Изменить размер шрифта - +

    – Любовь, ненависть. Эмоции действия. Практически нехарактерны, если вы понимаете. Эмоции состояния – счастье, несчастье. Вот это было бы правильно, – сказала наконец Алия.

    В этот самый миг я ей и сдался. Я сказал:

    – Пожалуй, в дредах нет ничего ужасного. Они даже могут быть прекрасны.

    Она устремила на меня недоверчивый взгляд – очевидно, общение с моими предшественниками научило ее тому, что люди в состоянии иронизировать. То есть подразумевать прямо противоположное тому, что произносят.

    Но я поспешил успокоить ее:

    – Я имею в виду ровно то, что сказал. Вы выставили непременным условием нашего следующего свидания дреды – так я согласен. Я не хочу потерять вас.

    К моему удивлению, теперь она повела себя неуступчиво:

    – Я в вас не уверена.

    – Это всего лишь прическа. От нее всегда можно избавиться. Если мы оба увидим, что дреды мне все-таки не идут, их всегда можно обстричь. Или расплести.

    – Я не уверена не в дредах, а в вас, в вас лично, – уточнила она. – В «нас», как это называется. В том, что вы мне подходите.

    Вдруг я понял, что комнату заполнили сумерки. Вроде бы у Алии горел свет, но это не мешало приближающейся ночи заполнять помещение.

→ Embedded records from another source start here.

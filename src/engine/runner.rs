use super::Session;
use crate::context::ContextId;
use crate::document::{FlowReference, TaskDefinition};
use crate::error::{EngineError, TaskError};
use crate::event::Event;
use crate::state::StateTree;
use crate::task::flow::{Child, Flow, FlowKind};
use crate::task::jsonrpc::JsonRpc;
use crate::task::screen::Screen;
use crate::task::update::Update;
use crate::task::{TaskBody, TaskId, TaskKind};
use crate::validator::Checker;
use std::sync::Arc;
use tracing::{debug, info, trace};

/// What a flow asks of the pump after one advance.
#[derive(Debug, Clone, Copy, PartialEq, Eq)]
pub(crate) enum Step {
    /// Hand this task to the driver.
    Yield(TaskId),
    /// Enter the sub-flow running in this scope.
    Descend(ContextId),
    /// The flow has no more tasks.
    Exhausted,
    /// A redirect ran. Nothing in this document runs after it.
    Halted,
}

/// Work a non-input task does when it runs.
enum Effect {
    Update(Update),
    Redirect(String),
    Break,
    Marker(String),
    RemoteCall(JsonRpc),
    Nothing,
}

impl Session {
    /// Resumes the deepest active scope until some task needs the driver.
    pub(crate) fn next_pending(&mut self) -> Result<Option<TaskId>, EngineError> {
        if self.redirected.is_some() {
            return Ok(None);
        }
        loop {
            let scope = match self.call_stack.get_head() {
                Ok(scope) => *scope,
                Err(_) => return Ok(None),
            };
            let Some(flow_id) = self.contexts[scope.0].flow() else {
                self.call_stack.pop()?;
                continue;
            };
            trace!(scope = %scope, flow = %flow_id, "resuming scope");

            match self.advance(flow_id)? {
                Step::Yield(task) => return Ok(Some(task)),
                Step::Halted => return Ok(None),
                Step::Descend(child) => {
                    debug!(scope = %child, "entering sub-flow");
                    self.call_stack.push(child);
                }
                Step::Exhausted => {
                    self.call_stack.pop()?;
                    if self.call_stack.is_empty() {
                        self.release_context(scope);
                        info!(flow = %self.tasks[flow_id.0].name, "session finished");
                        return Ok(None);
                    }
                    debug!(scope = %scope, "leaving sub-flow");
                }
            }
        }
    }

    fn advance(&mut self, flow_id: TaskId) -> Result<Step, EngineError> {
        if self.task(flow_id)?.complete {
            return Ok(Step::Exhausted);
        }
        loop {
            let current = self.flow(flow_id)?.current;
            if let Some(child) = current {
                let task = self.task(child.task)?;
                let interrupt = !child.interrupted && self.breakpoints.contains(&task.name);
                let requires_input = task.requires_input();
                let descend = task.kind.is_flow() && !task.complete;

                if interrupt {
                    debug!(task = %task.name, "breakpoint reached");
                    if let Some(current) = self.flow_mut(flow_id)?.current.as_mut() {
                        current.interrupted = true;
                    }
                    return Ok(Step::Yield(child.task));
                }
                if requires_input {
                    return Ok(Step::Yield(child.task));
                }
                if descend {
                    return Ok(Step::Descend(child.context));
                }
                self.finish_child(flow_id, child)?;
                if self.redirected.is_some() {
                    return Ok(Step::Halted);
                }
                continue;
            }

            if !self.open_next(flow_id)? {
                self.finish_flow(flow_id)?;
                return Ok(Step::Exhausted);
            }
        }
    }

    /// Opens the next declared task, or moves a loop between passes.
    ///
    /// Returns `false` once the flow has nothing left to run.
    fn open_next(&mut self, flow_id: TaskId) -> Result<bool, EngineError> {
        let repos = Arc::clone(&self.repos);
        let flow_context = self.task(flow_id)?.context;
        let flow = self.flow(flow_id)?;
        let (is_loop, iteration, broke, cursor) =
            (flow.is_loop(), flow.iteration, flow.broke, flow.cursor);
        let declared = repos
            .flows
            .get(&flow.definition)
            .ok_or_else(|| TaskError::UnknownFlow(flow.definition.clone()))?;

        if is_loop {
            match iteration {
                None => return self.begin_pass(flow_id),
                Some(_) if broke || cursor >= declared.tasks.len() => {
                    self.end_pass(flow_id)?;
                    return Ok(true);
                }
                Some(_) => {}
            }
        } else if broke || cursor >= declared.tasks.len() {
            return Ok(false);
        }

        let definition = &declared.tasks[cursor];
        let scope = iteration.unwrap_or(flow_context);
        self.flow_mut(flow_id)?.cursor += 1;

        let seed = self.contexts[scope.0].state().clone();
        let child_context = self.alloc_context(seed, Some(scope));
        debug!(scope = %child_context, task = definition.name(), "scope opened");

        let shown = {
            let state = self.contexts[child_context.0].state();
            Checker::new(&repos, state, &*self.evaluator).all_pass(definition.preconditions(), None)
        };
        match shown {
            Ok(true) => {}
            Ok(false) => {
                debug!(task = definition.name(), "preconditions failed, task skipped");
                self.release_context(child_context);
                return Ok(true);
            }
            Err(e) => {
                self.release_context(child_context);
                return Err(e.into());
            }
        }

        let task = match self.build_task(definition, child_context, flow_id) {
            Ok(task) => task,
            Err(e) => {
                self.release_context(child_context);
                return Err(e);
            }
        };
        self.flow_mut(flow_id)?.current = Some(Child {
            task,
            context: child_context,
            position: cursor,
            interrupted: false,
        });
        Ok(true)
    }

    fn build_task(
        &mut self,
        definition: &TaskDefinition,
        context: ContextId,
        owner: TaskId,
    ) -> Result<TaskId, EngineError> {
        let repos = Arc::clone(&self.repos);
        let evaluator = Arc::clone(&self.evaluator);
        let state = self.contexts[context.0].state();

        let (kind, body) = match definition {
            TaskDefinition::Screen(screen) => {
                (TaskKind::Screen, TaskBody::Screen(Screen::new(screen, &repos)?))
            }
            TaskDefinition::Jsonrpc(call) => (
                TaskKind::Jsonrpc,
                TaskBody::Jsonrpc(JsonRpc::new(call, state, &*evaluator)?),
            ),
            TaskDefinition::Flow(reference) => (
                TaskKind::Flow,
                self.flow_body(reference, FlowKind::Sequence, state)?,
            ),
            TaskDefinition::WhileLoop(reference) => (
                TaskKind::WhileLoop,
                self.flow_body(reference, FlowKind::While, state)?,
            ),
            TaskDefinition::ForLoop(reference) => (
                TaskKind::ForLoop,
                self.flow_body(reference, FlowKind::For, state)?,
            ),
            TaskDefinition::Update(update) => (
                TaskKind::Update,
                TaskBody::Update(Update {
                    instructions: update.instructions.clone(),
                }),
            ),
            TaskDefinition::Redirect(redirect) => (
                TaskKind::Redirect,
                TaskBody::Redirect {
                    url: redirect.url.clone(),
                },
            ),
            TaskDefinition::Event(event) => (
                TaskKind::Event,
                TaskBody::Event {
                    action: event.action.clone(),
                },
            ),
        };

        let id = self.alloc_task(definition.name(), kind, context, Some(owner), body);
        debug!(task = definition.name(), kind = %kind, id = %id, "task opened");
        Ok(id)
    }

    fn flow_body(
        &self,
        reference: &FlowReference,
        kind: FlowKind,
        state: &StateTree,
    ) -> Result<TaskBody, EngineError> {
        let declared = self
            .repos
            .flows
            .get(&reference.name)
            .ok_or_else(|| TaskError::UnknownFlow(reference.name.clone()))?;
        let config = match &reference.config {
            Some(inline) => declared.config.overlaid(inline),
            None => declared.config.clone(),
        };
        let flow = Flow::new(&reference.name, kind, config, state, &*self.evaluator)?;
        Ok(TaskBody::Flow(flow))
    }

    /// Starts the next loop pass. Returns `false` when the loop is over.
    fn begin_pass(&mut self, flow_id: TaskId) -> Result<bool, EngineError> {
        let flow_context = self.task(flow_id)?.context;
        let flow = self.flow(flow_id)?;
        if flow.looping.finished {
            return Ok(false);
        }

        let proceed = match flow.kind {
            FlowKind::While => {
                let conditions = &flow.config.conditions;
                !conditions.is_empty()
                    && Checker::new(
                        &self.repos,
                        self.contexts[flow_context.0].state(),
                        &*self.evaluator,
                    )
                    .all_pass(conditions, None)?
            }
            FlowKind::For => flow.has_items_left(),
            FlowKind::Sequence => false,
        };
        if !proceed {
            debug!(flow = %flow.definition, passes = flow.looping.passes, "loop finished");
            self.flow_mut(flow_id)?.looping.finished = true;
            return Ok(false);
        }

        if flow.looping.passes >= self.config.max_loop_passes {
            return Err(TaskError::LoopLimitExceeded {
                flow: flow.definition.clone(),
                limit: self.config.max_loop_passes,
            }
            .into());
        }

        let seed = flow.pass_seed(self.contexts[flow_context.0].state());
        let pass = flow.looping.passes + 1;
        let iteration = self.alloc_context(seed, Some(flow_context));

        let flow = self.flow_mut(flow_id)?;
        flow.iteration = Some(iteration);
        flow.cursor = 0;
        flow.broke = false;
        flow.looping.passes = pass;
        debug!(flow = %flow.definition, pass, scope = %iteration, "loop pass started");
        Ok(true)
    }

    /// Folds a finished pass into the loop and records its snapshot.
    fn end_pass(&mut self, flow_id: TaskId) -> Result<(), EngineError> {
        let flow_context = self.task(flow_id)?.context;
        let flow = self.flow(flow_id)?;
        let Some(iteration) = flow.iteration else {
            return Ok(());
        };
        let pass_state = self.contexts[iteration.0].state();
        let pass_result = self.contexts[iteration.0].result().clone();
        let snapshot = flow.pass_snapshot(pass_state, &pass_result, &*self.evaluator)?;

        self.contexts[flow_context.0].update_state(pass_result);
        self.release_context(iteration);

        let flow = self.flow_mut(flow_id)?;
        flow.looping.snapshots.push(snapshot);
        flow.iteration = None;
        if flow.broke {
            flow.looping.finished = true;
            flow.broke = false;
            debug!(flow = %flow.definition, "loop broken");
        }
        Ok(())
    }

    /// Runs a child that needs no more input and folds its result into the flow.
    fn finish_child(&mut self, flow_id: TaskId, child: Child) -> Result<(), EngineError> {
        if !self.task(child.task)?.complete {
            if let Err(e) = self.run_task(child.task) {
                self.release_context(child.context);
                let flow = self.flow_mut(flow_id)?;
                flow.current = None;
                flow.cursor = child.position;
                return Err(e);
            }
        }

        let flow_context = self.task(flow_id)?.context;
        let iteration = self.flow(flow_id)?.iteration;
        let patch = self.contexts[child.context.0].result().clone();
        let scope = iteration.unwrap_or(flow_context);
        if iteration.is_some() {
            self.contexts[scope.0].update_result(patch.clone());
        }
        self.contexts[scope.0].update_state(patch);

        self.release_context(child.context);
        self.flow_mut(flow_id)?.current = None;
        debug!(task = %self.tasks[child.task.0].name, "task completed");
        Ok(())
    }

    /// Publishes a flow's result into its own scope and marks it complete.
    fn finish_flow(&mut self, flow_id: TaskId) -> Result<(), EngineError> {
        let flow_context = self.task(flow_id)?.context;
        let result = self
            .flow(flow_id)?
            .published_result(self.contexts[flow_context.0].state(), &*self.evaluator)?;
        self.contexts[flow_context.0].update_result(result);
        let task = &mut self.tasks[flow_id.0];
        task.complete = true;
        debug!(flow = %task.name, "flow completed");
        Ok(())
    }

    /// Runs a task that does not wait for input and marks it complete.
    pub(crate) fn run_task(&mut self, id: TaskId) -> Result<(), EngineError> {
        let task = self.task(id)?;
        let (name, context, owner) = (task.name.clone(), task.context, task.owner_flow);
        let effect = match &task.body {
            TaskBody::Update(update) => Effect::Update(update.clone()),
            TaskBody::Redirect { url } => Effect::Redirect(url.clone()),
            TaskBody::Event { action } if action == "break" => Effect::Break,
            TaskBody::Event { action } => Effect::Marker(action.clone()),
            TaskBody::Jsonrpc(call) if call.destination_path.is_none() => {
                Effect::RemoteCall(call.clone())
            }
            TaskBody::Jsonrpc(_) | TaskBody::Screen(_) | TaskBody::Flow(_) => Effect::Nothing,
        };

        match effect {
            Effect::Update(update) => {
                let patch = update.run(self.contexts[context.0].state(), &*self.evaluator)?;
                self.contexts[context.0].update_result(patch);
            }
            Effect::Redirect(url) => {
                info!(task = %name, url = %url, "redirecting");
                self.redirected = Some(url.clone());
                self.sink.emit(Event::Redirect { url });
            }
            Effect::Break => {
                if let Some(owner) = owner {
                    self.flow_mut(owner)?.broke = true;
                }
            }
            Effect::Marker(action) => {
                debug!(task = %name, action = %action, "event marker");
                self.sink.emit(Event::Marker { task: name, action });
            }
            Effect::RemoteCall(call) => {
                debug!(task = %name, endpoint = %call.endpoint, "fire-and-forget remote call");
                self.sink.emit(Event::RemoteCall {
                    endpoint: call.endpoint,
                    payload: call.payload,
                });
            }
            Effect::Nothing => {}
        }

        self.tasks[id.0].complete = true;
        Ok(())
    }
}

Мне стало неуютно, даже жутко, хотя буквально пять минут назад я чувствовал себя в гостиной Алии совершенно свободно и уходить вовсе не собирался.

    Она сидела по-прежнему напротив меня за столом, ее лицо погружалось в тень, а голос звучал все более неприятно.

    – Одновременное пребывание здесь и там воздействует разрушительно, однако наиболее благоприятная среда вследствие влажности и общей погруженности вниз… Это было сделано не без определенного плана. Впрочем, многие искали не в том направлении. Мальтийские тайны лишены смысла, потому что они явлены. Пустоты нет даже в пустоте. То, что есть глубина, выходит на поверхность и растворяется в воздухе, и тогда приходит Истинный Туман. Об этом не следует забывать ни в единую минуту своего сна.

    Я встал и вышел. Спустя минуту я уже стоял на трамвайной остановке.

    * * *

    Гемпель наконец снял свою шапочку. И коньяк здесь был ни при чем. Он сделал это не ради коньяка, а лишь потому, что его рассказ подошел к тому естественному рубежу, когда следовало избавиться от головного убора и явить то, что он доселе скрывал.

    Как я и ожидал, это были дреды. Он все-таки вернулся к Алии и согласился на то, чего она добивалась.

    – Хочешь потрогать? – спросил он, грустно усмехаясь.

    Я протянул руку и коснулся мягких валиков, в которые были скатаны его волосы. Светлые кудряшки из времен нашего общего детства выглядели поруганными, уничтоженными. Алия, очевидно, подплела в них чужеродные нити и, возможно, часть своих собственных волос. Выяснить это простым разглядыванием было невозможно.

    – Тебе идет, – вынужден был признаться я. – А как ты их моешь?

    – Это все спрашивают, – он болезненно усмехнулся, – а я отвечаю: никак. Дреды не моют.

    – Так и живешь с грязной головой? – поразился я. – Она же пахнет!

    – Я привык.

    – Но это негигиенично, – настаивал я. Сам я никогда бы на такое не решился.

    – Не настолько, как это принято считать, – возразил Гемпель.